On June 14, 2002, he made his major league debut, pitching a scoreless inning against the Detroit Tigers.

===Pittsburgh Pirates===
Three weeks later, he was traded to the Pittsburgh Pirates for pitcher Mike Fetters.

In 2003, he spent most of the season with the Triple-A Nashville Sounds. In 2002 and 2003, Sánchez made 15 appearances with one win and a 12.75 ERA.

===Los Angeles Dodgers===
After the 2003 season, he was claimed off waivers by the Los Angeles Dodgers. In 2004, he began to achieve success, working 80 innings in 67 games with a 3.38 ERA.

In August 2005, he became the Dodgers temporary closer, earning eight saves while Éric Gagné remained on the disabled list.

===New York Mets===
In January 2006, the Los Angeles Dodgers traded Sánchez to the New York Mets along with Steve Schmoll in exchange for Jae Weong Seo and Tim Hamulack. Sánchez started 2006 by throwing 18 scoreless innings in 15 games while setting up for Mets closer Billy Wagner.

In the early morning hours on July 30, 2006, less than 24 hours prior to the 2006 trading deadline, Sanchez was injured in a taxicab accident in Miami, Florida on Interstate 95; the accident was caused by a drunk driver. Sanchez suffered a separated shoulder, and was flown to New York City to undergo season-ending surgery. The Mets front office learned about the full extent of the injury early on the morning of the trading deadline, although then suppressed what had transpired until a trade had been made with the Pittsburgh Pirates where the Mets re-acquired fellow relief pitcher Roberto Hernández, and starting pitcher Óliver Pérez, however, Sanchez, himself, was not involved in that trade.

In January 2007, Sanchez and the Mets agreed to a one-year, $850,000 contract for the 2007 season. Towards the end of Spring training in March 2007, Sanchez suffered a hairline fracture to a small bone (known as the coracoid) in the front of his shoulder. Although the injury was thought to be unrelated to the first injury caused during the taxicab accident, the accident likely weakened parts of the shoulder and the bone cracked when he started throwing again. Sanchez missed the entire 2007 season as a result of the fracture.

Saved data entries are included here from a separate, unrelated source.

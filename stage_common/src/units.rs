//! Conversion between physical units and device pulse units.
//!
//! | Quantity     | Physical | Device      |
//! |--------------|----------|-------------|
//! | Position     | mm       | pulse       |
//! | Velocity     | m/s      | pulse/ms    |
//! | Acceleration | m/s²     | pulse/ms²   |
//!
//! m/s equals mm/ms, so velocity scales by `pulse_per_mm` directly and
//! acceleration by `pulse_per_mm / 1000`.

use crate::consts::FALLBACK_PULSE_PER_MM;
use serde::{Deserialize, Serialize};

/// Per-axis unit converter.
///
/// Holds the configured scale verbatim; a scale <= 0 is replaced by
/// [`FALLBACK_PULSE_PER_MM`] whenever it is used.
#[derive(Debug, Clone, Copy, PartialEq, Serialize, Deserialize)]
pub struct UnitConverter {
    pulse_per_mm: f64,
}

impl UnitConverter {
    /// Create a converter from the configured pulses per millimetre.
    pub const fn new(pulse_per_mm: f64) -> Self {
        Self { pulse_per_mm }
    }

    /// Configured scale, as stored.
    pub const fn configured_scale(&self) -> f64 {
        self.pulse_per_mm
    }

    /// Scale actually used for conversion.
    #[inline]
    pub fn scale(&self) -> f64 {
        if self.pulse_per_mm <= 0.0 {
            FALLBACK_PULSE_PER_MM
        } else {
            self.pulse_per_mm
        }
    }

    /// m/s² → pulse/ms².
    #[inline]
    pub fn acceleration_to_device(&self, mpss: f64) -> f64 {
        mpss * self.scale() / 1000.0
    }

    /// m/s → pulse/ms.
    #[inline]
    pub fn velocity_to_device(&self, mps: f64) -> f64 {
        mps * self.scale()
    }

    /// mm → whole pulses, rounded to nearest.
    #[inline]
    pub fn mm_to_pulses(&self, mm: f64) -> i32 {
        (mm * self.scale()).round() as i32
    }

    /// pulses → mm.
    #[inline]
    pub fn pulses_to_mm(&self, pulses: f64) -> f64 {
        pulses / self.scale()
    }
}

impl Default for UnitConverter {
    fn default() -> Self {
        Self::new(FALLBACK_PULSE_PER_MM)
    }
}
//! Driver capability interface and axis/IO configuration.
//!
//! The vendor motion-controller driver is consumed through
//! [`driver::MotionDriver`]; [`types`] holds the values exchanged with it and
//! [`config`] the persisted axis and IO tables.

pub mod config;
pub mod consts;
pub mod driver;
pub mod types;
//! Hardware homing sequence.
//!
//! # Passes
//!
//! ```text
//!  home(dir) ──► poll moving ──► stopped, PEL clear ──────────────► Ok
//!                     │               │
//!                  timeout        PEL asserted
//!                     ▼               ▼
//!                 TimeOut      reset, home(-dir) ──► poll home status
//!                                                     │  searching: reset, poll again
//!                                                     │  success: settle, zero position
//!                                                     │  other: HomeFailed
//!                                                     ▼
//!                                             NEL ► NegativeLimit
//!                                             else  Ok
//! ```
//!
//! A first pass that stops on the positive limit may have run into the
//! switch instead of the reference, so the search is repeated from the
//! other side. Both passes get their own `max_seconds` budget.

use crate::backend::{AxisCache, read_io, reset_axis};
use crate::poll::{Deadline, PollTiming, pause};
use stage_common::error::MotionError;
use stage_common::hal::config::{HomeDirection, HomeParams};
use stage_common::hal::consts::HOME_SEARCH_RANGE;
use stage_common::hal::driver::MotionDriver;
use stage_common::hal::types::{HomeCommand, HomeStatus, HwAxis};
use stage_common::units::UnitConverter;
use tracing::{debug, info, trace, warn};

/// Device-unit home command searching in `direction`.
pub(crate) fn home_command(
    params: &HomeParams,
    units: &UnitConverter,
    direction: HomeDirection,
) -> HomeCommand {
    let distance = if params.max_search_distance > 0.0 {
        units.mm_to_pulses(params.max_search_distance)
    } else {
        HOME_SEARCH_RANGE
    };
    HomeCommand {
        search_pulses: direction.sign().saturating_mul(distance),
        vel: units.velocity_to_device(params.vel),
        acc: units.acceleration_to_device(params.acc),
        offset_pulses: units.mm_to_pulses(params.offset),
    }
}

fn timed_out(hw: HwAxis, pass: &str, params: &HomeParams) -> MotionError {
    warn!("{} homing {} pass timed out after {} s", hw, pass, params.max_seconds);
    MotionError::TimeOut {
        what: "home",
        seconds: params.max_seconds,
    }
}

/// Home one axis through `driver`.
pub(crate) fn run(
    driver: &dyn MotionDriver,
    hw: HwAxis,
    cache: &mut AxisCache,
    params: &HomeParams,
    units: &UnitConverter,
    timing: &PollTiming,
) -> Result<(), MotionError> {
    info!("{} homing ({:?}, {:?})", hw, params.mode, params.direction);

    let deadline = Deadline::after_seconds(params.max_seconds);
    driver.home(hw, &home_command(params, units, params.direction))?;
    loop {
        pause(timing.home_poll());
        if deadline.expired() {
            return Err(timed_out(hw, "first", params));
        }
        let io = read_io(driver, hw, cache)?;
        trace!("{} homing, moving={}", hw, io.moving);
        if !io.moving {
            break;
        }
    }

    if !cache.io.positive_limit {
        info!("{} homed", hw);
        return Ok(());
    }

    warn!("{} stopped on the positive limit, homing from the other side", hw);
    reset_axis(driver, hw)?;
    let deadline = Deadline::after_seconds(params.max_seconds);
    driver.home(hw, &home_command(params, units, params.direction.reversed()))?;
    loop {
        pause(timing.home_poll());
        if deadline.expired() {
            return Err(timed_out(hw, "reversed", params));
        }
        // TODO: confirm on hardware whether the reset is needed on every poll.
        reset_axis(driver, hw)?;
        match driver.home_status(hw)? {
            HomeStatus::Searching => continue,
            HomeStatus::Success => {
                pause(timing.settle());
                driver.zero_position(hw)?;
                debug!("{} position zeroed", hw);
                break;
            }
            HomeStatus::Failed(status) => {
                warn!("{} reversed homing failed with status {}", hw, status);
                return Err(MotionError::HomeFailed { status });
            }
        }
    }

    let io = read_io(driver, hw, cache)?;
    if io.negative_limit {
        warn!("{} negative limit asserted after homing", hw);
        return Err(MotionError::NegativeLimit);
    }
    info!("{} homed", hw);
    Ok(())
}
//! # Stage Motion
//!
//! Unit-aware axis control and multi-axis coordination over a
//! motion-controller driver.
//!
//! # Module Structure
//!
//! - [`axis`] - `Axis`: enable, homing, moves, completion, triggers, status
//! - [`io`] - `DigitalIo`: named digital bits
//! - [`backend`] - Live (driver) and simulated (cache-only) device backends
//! - [`system`] - `MotionSystem`: init/discard, batched moves, interpolation, parameter save
//! - [`poll`] - Poll intervals, settle delays and deadlines of the blocking operations
//! - [`point`] - Millimetre coordinate tuples
//!
//! # Usage
//!
//! ```rust,no_run
//! use stage_motion::prelude::*;
//! use std::path::Path;
//!
//! fn main() -> Result<(), MotionError> {
//!     let mut system = MotionSystem::init(Path::new("config"), OperatingMode::Offline)?;
//!     system.axis_mut(0)?.home()?;
//!     system.abs_move_xy_over(0, 1, Point2::new(10.0, 20.0), 0.5)?;
//!     system.line_xy_over(0, 1, Point2::new(0.0, 0.0), 0.05, 0.5, None)?;
//!     system.discard()
//! }
//! ```

pub mod axis;
pub mod backend;
pub mod io;
pub mod point;
pub mod poll;
pub mod system;

/// Common re-exports.
pub mod prelude {
    pub use crate::axis::Axis;
    pub use crate::io::DigitalIo;
    pub use crate::point::{Point2, Point3};
    pub use crate::poll::PollTiming;
    pub use crate::system::{MotionSystem, OperatingMode, SystemConfig};
    pub use stage_common::error::MotionError;
}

Sanchez was released by the Mets during Spring Training 2009. The Mets cited his lack of progress since his injury as the reason for his release.

===San Diego Padres===
On March 15, 2009, Sánchez signed a minor league contract with the San Diego Padres and was invited to spring training. He was released by the Padres on May 14.

===Canada and Mexico===
In 2010, Sanchez played for the Sussex Skyhawks of the Can-Am League and for the Diablos Rojos del México of the Mexican League.

===Long Island Ducks===
On April 11, 2011, the Long Island Ducks announced they signed Sanchez.